Application of chemical similarity and bioisosteres to find allosteric inhibitors of type 2 lipid kinase γ.
Priyanka Andola, Jishu Pagag, Gatta K R S Naresh, Lalitha Guruprasad
Abstract
Open AccessPhosphatidylinositol phosphate kinases (PIPKs) exist in three isoforms: I, II, and III. Some of these enzymes are promising drug targets for cancer, metabolic disorders, and neurodegenerative diseases. Type II PIPKs are notable for their dual roles, to perform phosphorylation reactions acting as lipid kinases and to carry out catalytic-independent functions. The dysregulation of Type II PIPKs is linked to several diseases, including psychiatric disorders, cancer, and infections. There is still a need to explore for strong inhibitors of these kinases.
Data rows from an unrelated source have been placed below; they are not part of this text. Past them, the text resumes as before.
//! `Matrix`: a two-dimensional matrix of reals.
//!
//! Thin newtype around `nalgebra::DMatrix<f64>` with `(row, col)` indexing.
//! Correlation, pseudo-square-root and covariance matrices of the model are
//! all carried as `Matrix`.

use lmm_core::Real;
use nalgebra::DMatrix;
use std::ops::{Add, Index, IndexMut, Mul, Sub};

/// A dynamically-sized 2D matrix of `Real` values.
#[derive(Debug, Clone, PartialEq)]
pub struct Matrix(DMatrix<Real>);

impl Matrix {
    /// Zero-filled `rows × cols` matrix.
    pub fn zeros(rows: usize, cols: usize) -> Self {
        Self(DMatrix::zeros(rows, cols))
    }

    /// Matrix filled with `value`.
    pub fn from_element(rows: usize, cols: usize, value: Real) -> Self {
        Self(DMatrix::from_element(rows, cols, value))
    }

    /// `n × n` identity.
    pub fn identity(n: usize) -> Self {
        Self(DMatrix::identity(n, n))
    }

    /// Build from a closure over `(row, col)`.
    pub fn from_fn<F: FnMut(usize, usize) -> Real>(rows: usize, cols: usize, f: F) -> Self {
        Self(DMatrix::from_fn(rows, cols, f))
    }

    /// Build from row-major data.
    pub fn from_row_slice(rows: usize, cols: usize, data: &[Real]) -> Self {
        Self(DMatrix::from_row_slice(rows, cols, data))
    }

    /// Number of rows.
    pub fn rows(&self) -> usize {
        self.0.nrows()
    }

    /// Number of columns.
    pub fn cols(&self) -> usize {
        self.0.ncols()
    }

    /// `true` if rows == cols.
    pub fn is_square(&self) -> bool {
        self.0.is_square()
    }

    /// `true` if the matrix has no elements.
    pub fn is_empty(&self) -> bool {
        self.0.is_empty()
    }

    /// Borrow the inner `DMatrix`.
    pub fn inner(&self) -> &DMatrix<Real> {
        &self.0
    }

    /// Transpose.
    pub fn transpose(&self) -> Self {
        Self(self.0.transpose())
    }

    /// Copy of row `i`.
    pub fn row(&self, i: usize) -> Vec<Real> {
        self.0.row(i).iter().copied().collect()
    }

    /// Dot product of row `i` with row `j`.
    pub fn row_dot(&self, i: usize, j: usize) -> Real {
        self.0.row(i).dot(&self.0.row(j))
    }

    /// Dot product of row `i` with a vector.
    pub fn row_dot_vec(&self, i: usize, v: &[Real]) -> Real {
        self.0.row(i).iter().zip(v).map(|(a, b)| a * b).sum()
    }

    /// Matrix-vector product.
    pub fn mul_vec(&self, v: &[Real]) -> Vec<Real> {
        (0..self.rows()).map(|i| self.row_dot_vec(i, v)).collect()
    }

    /// First `k` columns.
    pub fn leading_columns(&self, k: usize) -> Self {
        Self(self.0.columns(0, k.min(self.cols())).into_owned())
    }

    /// Multiply every element by `scalar`.
    pub fn scale(&self, scalar: Real) -> Self {
        Self(&self.0 * scalar)
    }

    /// Largest absolute element-wise difference; infinite on shape mismatch.
    pub fn max_abs_diff(&self, other: &Matrix) -> Real {
        if self.0.shape() != other.0.shape() {
            return Real::INFINITY;
        }
        self.0
            .iter()
            .zip(other.0.iter())
            .fold(0.0, |acc, (a, b)| acc.max((a - b).abs()))
    }

    /// `true` if `|m_ij - m_ji| <= tolerance` for every pair.
    pub fn is_symmetric(&self, tolerance: Real) -> bool {
        self.is_square()
            && (0..self.rows())
                .all(|i| (0..i).all(|j| (self.0[(i, j)] - self.0[(j, i)]).abs() <= tolerance))
    }
}

impl From<DMatrix<Real>> for Matrix {
    fn from(m: DMatrix<Real>) -> Self {
        Self(m)
    }
}

// ── Indexing ──────────────────────────────────────────────────────────────────

impl Index<(usize, usize)> for Matrix {
    type Output = Real;
    fn index(&self, (i, j): (usize, usize)) -> &Real {
        &self.0[(i, j)]
    }
}

impl IndexMut<(usize, usize)> for Matrix {
    fn index_mut(&mut self, (i, j): (usize, usize)) -> &mut Real {
        &mut self.0[(i, j)]
    }
}

// ── Arithmetic ────────────────────────────────────────────────────────────────

impl Add for &Matrix {
    type Output = Matrix;
    fn add(self, rhs: &Matrix) -> Matrix {
        Matrix(&self.0 + &rhs.0)
    }
}

impl Sub for &Matrix {
    type Output = Matrix;
    fn sub(self, rhs: &Matrix) -> Matrix {
        Matrix(&self.0 - &rhs.0)
    }
}

impl Mul for &Matrix {
    type Output = Matrix;
    fn mul(self, rhs: &Matrix) -> Matrix {
        Matrix(&self.0 * &rhs.0)
    }
}

impl std::fmt::Display for Matrix {
    fn fmt(&self, f: &mut std::fmt::Formatter<'_>) -> std::fmt::Result {
        for i in 0..self.rows() {
            if i > 0 {
                writeln!(f)?;
            }
            let row: Vec<String> = self.0.row(i).iter().map(|x| format!("{x:.6}")).collect();
            write!(f, "[{}]", row.join(", "))?;
        }
        Ok(())
    }
}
This study used a similarity search method to find analogs of the known PI5P4K2C inhibitor, DVF (5-methyl-2-(2-propan-2-ylphenyl)-N-(pyridin-2-ylmethyl)pyrrolo[3,2-d]pyrimidin-4-amine). It utilized open-access platforms like SwissSimilarity, SwissBioisosteres, and the STITCH database for the initial screening of molecules. Drug-likeness assessment of the selected molecules was followed by molecular docking and molecular dynamics simulations to evaluate their binding affinity and stability. Post-simulation analysis revealed four promising hit compounds, each containing a pyrrole-pyrimidine core, which exhibited superior binding free energies and interactions at the allosteric site compared to DVF. These findings highlight potential candidates for further development as PI5P4K2C inhibitors.